**Collected data entries**

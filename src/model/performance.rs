use chrono::{DateTime, Utc};
use serde::{Deserialize, Serialize};

use crate::error::{RepoError, RepoResult};

#[derive(Debug, Clone, PartialEq, Serialize, Deserialize)]
#[serde(rename_all = "camelCase")]
pub struct PerformanceReview {
    #[serde(skip)]
    pub id: String,
    pub employee_id: String,
    pub reviewed_by_id: String,
    /// Free-form label such as `2024-Q1`.
    pub review_period: String,
    pub rating: f64,
    #[serde(default)]
    pub strengths: String,
    #[serde(default)]
    pub improvements: String,
    #[serde(default)]
    pub comments: String,
    #[serde(with = "chrono::serde::ts_milliseconds")]
    pub review_date: DateTime<Utc>,
}

impl PerformanceReview {
    fn check(&self) -> RepoResult<()> {
        if !(1.0..=5.0).contains(&self.rating) {
            return Err(RepoError::Validation(format!(
                "rating must be between 1 and 5, got {}",
                self.rating
            )));
        }
        if self.reviewed_by_id == self.employee_id {
            return Err(RepoError::Validation("employees cannot review themselves".into()));
        }
        Ok(())
    }
}

impl_entity!(PerformanceReview, "performanceReviews", "PerformanceReview");
#[cfg(test)]
mod tests {
    use super::*;
    use crate::model::Role;
    use chrono::{DateTime, TimeZone, Utc};

    fn at(y: i32, m: u32, d: u32, h: u32, min: u32) -> DateTime<Utc> {
        Utc.with_ymd_and_hms(y, m, d, h, min, 0).unwrap()
    }

    fn leave(start: (u32, u32), end: (u32, u32), kind: LeaveType, status: LeaveStatus) -> LeaveRequest {
        LeaveRequest {
            id: String::new(),
            employee_id: "e1".into(),
            employee_name: "Ana".into(),
            leave_type: kind,
            start_date: at(2024, start.0, start.1, 0, 0),
            end_date: at(2024, end.0, end.1, 0, 0),
            reason: String::new(),
            status,
            applied_date: at(2024, 1, 1, 0, 0),
            reviewer_id: None,
            reviewed_date: None,
            reviewer_comments: None,
        }
    }

    fn payroll(employee: &str, gross: f64, deductions: f64, status: PayrollStatus) -> PayrollRecord {
        PayrollRecord {
            id: String::new(),
            employee_id: employee.into(),
            employee_name: String::new(),
            month: 3,
            year: 2024,
            base_salary: gross,
            working_days: 21,
            present_days: 21,
            late_days: 0,
            overtime_hours: 0.0,
            overtime_pay: 0.0,
            deductions,
            bonuses: 0.0,
            gross_salary: gross,
            net_salary: gross - deductions,
            status,
            generated_at: at(2024, 4, 1, 0, 0),
            paid_at: None,
        }
    }

    fn visit(employee: &str, day: u32, hours: f64, late: bool) -> AttendanceRecord {
        let check_in = at(2024, 3, day, 9, 0);
        AttendanceRecord {
            id: String::new(),
            employee_id: employee.into(),
            employee_name: String::new(),
            date: at(2024, 3, day, 0, 0),
            check_in_time: check_in,
            check_out_time: None,
            check_in_location: String::new(),
            check_out_location: None,
            total_working_hours: Some(hours),
            is_late: late,
            status: AttendanceStatus::CheckedOut,
        }
    }

    #[test]
    fn casual_leave_scenario() {
        let requests = vec![
            leave((3, 1), (3, 5), LeaveType::Casual, LeaveStatus::Approved),
            leave((3, 10), (3, 10), LeaveType::Casual, LeaveStatus::Approved),
            leave((4, 1), (4, 3), LeaveType::Casual, LeaveStatus::Rejected),
            leave((5, 1), (5, 2), LeaveType::Sick, LeaveStatus::Approved),
        ];
        let balance = leave_balance(LeaveType::Casual, &requests);
        assert_eq!(balance.used_days, 6);
        assert_eq!(balance.allocation, Some(10));
        assert_eq!(balance.remaining, Some(4));
    }

    #[test]
    fn used_days_add_up_across_partitions() {
        let requests = vec![
            leave((1, 2), (1, 4), LeaveType::Earned, LeaveStatus::Approved),
            leave((2, 7), (2, 7), LeaveType::Earned, LeaveStatus::Approved),
            leave((6, 10), (6, 20), LeaveType::Earned, LeaveStatus::Approved),
        ];
        let whole = used_days(LeaveType::Earned, &requests);
        for split in 0..=requests.len() {
            let (left, right) = requests.split_at(split);
            assert_eq!(
                used_days(LeaveType::Earned, left) + used_days(LeaveType::Earned, right),
                whole
            );
        }
        let balance = leave_balance(LeaveType::Earned, &requests);
        assert_eq!(balance.remaining, Some(15 - 15));
    }

    #[test]
    fn overdrawn_and_unbounded_balances() {
        let requests = vec![leave((3, 1), (3, 12), LeaveType::Sick, LeaveStatus::Approved)];
        assert_eq!(leave_balance(LeaveType::Sick, &requests).remaining, Some(-2));

        let unpaid = leave_balance(LeaveType::Unpaid, &requests);
        assert_eq!(unpaid.used_days, 0);
        assert_eq!(unpaid.remaining, None);

        let all = leave_balances(&[]);
        assert_eq!(all.len(), 4);
        assert!(all.iter().all(|b| b.used_days == 0));
    }

    #[test]
    fn payroll_summary_scenario() {
        let records = vec![
            payroll("e1", 50000.0, 500.0, PayrollStatus::Paid),
            payroll("e2", 60000.0, 0.0, PayrollStatus::Pending),
        ];
        let summary = payroll_summary(&records);
        assert_eq!(summary.total_gross_pay, 110000.0);
        assert_eq!(summary.total_deductions, 500.0);
        assert_eq!(summary.record_count, 2);
        assert_eq!(summary.employee_count, 2);
        assert_eq!(summary.paid_count, 1);

        assert_eq!(payroll_summary(&[]), PayrollSummary::default());
    }

    #[test]
    fn records_and_employees_are_counted_separately() {
        let mut april = payroll("e1", 1000.0, 0.0, PayrollStatus::Pending);
        april.month = 4;
        let records = vec![payroll("e1", 1000.0, 0.0, PayrollStatus::Pending), april];
        let summary = payroll_summary(&records);
        assert_eq!(summary.record_count, 2);
        assert_eq!(summary.employee_count, 1);
    }

    fn employee(id: &str, department: &str) -> Employee {
        Employee {
            id: id.into(),
            name: id.into(),
            email: format!("{id}@corp.test"),
            phone: None,
            employee_id: id.to_uppercase(),
            user_id: format!("u-{id}"),
            department: department.into(),
            designation: String::new(),
            role: Role::User,
            joining_date: at(2023, 1, 1, 0, 0),
            added_by: "admin".into(),
            is_active: true,
            created_at: at(2023, 1, 1, 0, 0),
        }
    }

    #[test]
    fn attendance_ratio_keeps_precision() {
        let date = NaiveDate::from_ymd_opt(2024, 3, 4).unwrap();
        let staff = vec![employee("e1", "Ops"), employee("e2", "Ops"), employee("e3", "Ops")];
        let records = vec![visit("e1", 4, 8.0, false), visit("e1", 4, 1.0, true), visit("e2", 4, 8.0, false)];
        let stats = attendance_stats(date, &staff, &records);
        assert_eq!(stats.present, 2);
        assert_eq!(stats.late, 1);
        assert_eq!(stats.absent, 1);
        assert!((stats.ratio - 2.0 / 3.0).abs() < 1e-12);
        assert_eq!(stats.percentage, 66.7);

        let empty = attendance_stats(date, &[], &[]);
        assert_eq!(empty.ratio, 0.0);
        assert_eq!(empty.present, 0);
    }

    #[test]
    fn records_outside_the_headcount_are_ignored() {
        let date = NaiveDate::from_ymd_opt(2024, 3, 4).unwrap();
        let staff = vec![employee("e1", "Ops")];
        let records = vec![visit("e1", 4, 8.0, false), visit("gone", 4, 8.0, true)];
        let stats = attendance_stats(date, &staff, &records);
        assert_eq!(stats.total_employees, 1);
        assert_eq!(stats.present, 1);
        assert_eq!(stats.late, 0);
        assert_eq!(stats.ratio, 1.0);
    }

    #[test]
    fn department_rollup() {
        let employees = vec![employee("a", "Ops"), employee("b", "Ops"), employee("c", "Sales")];
        let date = NaiveDate::from_ymd_opt(2024, 3, 4).unwrap();
        let records = vec![visit("a", 4, 8.0, true), visit("c", 5, 8.0, false)];

        let stats = department_stats(date, &employees, &records);
        assert_eq!(stats.len(), 2);
        assert_eq!(stats[0].department, "Ops");
        assert_eq!(stats[0].stats.present, 1);
        assert_eq!(stats[0].stats.late, 1);
        assert_eq!(stats[0].stats.percentage, 50.0);
        assert_eq!(stats[1].department, "Sales");
        assert_eq!(stats[1].stats.present, 0);
    }

    #[test]
    fn month_summary_counts_days_not_records() {
        let records = vec![
            visit("e1", 4, 5.0, true),
            visit("e1", 4, 5.0, false),
            visit("e1", 5, 7.5, false),
        ];
        let summary = attendance_month_summary(&records, 8.0);
        assert_eq!(summary.present_days, 2);
        assert_eq!(summary.late_days, 1);
        assert_eq!(summary.total_hours, 17.5);
        assert_eq!(summary.overtime_hours, 2.0);
    }

    #[test]
    fn weekday_counts() {
        assert_eq!(working_days(3, 2024), 21);
        assert_eq!(working_days(2, 2024), 21);
        assert_eq!(working_days(13, 2024), 0);
    }

    #[test]
    fn performance_average() {
        let review = |rating: f64, day: u32, period: &str| PerformanceReview {
            id: String::new(),
            employee_id: "e1".into(),
            reviewed_by_id: "m1".into(),
            review_period: period.into(),
            rating,
            strengths: String::new(),
            improvements: String::new(),
            comments: String::new(),
            review_date: at(2024, 3, day, 0, 0),
        };
        let summary = performance_summary(&[review(4.0, 1, "Q1"), review(3.0, 20, "Q2"), review(5.0, 10, "Q1b")]);
        assert_eq!(summary.review_count, 3);
        assert_eq!(summary.average_rating, 4.0);
        assert_eq!(summary.highest_rating, Some(5.0));
        assert_eq!(summary.lowest_rating, Some(3.0));
        assert_eq!(summary.latest_period.as_deref(), Some("Q2"));
        assert_eq!(performance_summary(&[]).review_count, 0);
    }
}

**WHAT YOU NEED TO DO**
Among the entries, work out how many lines include the word "percentage". Answer with that number only.

**ANSWER SPACE**
2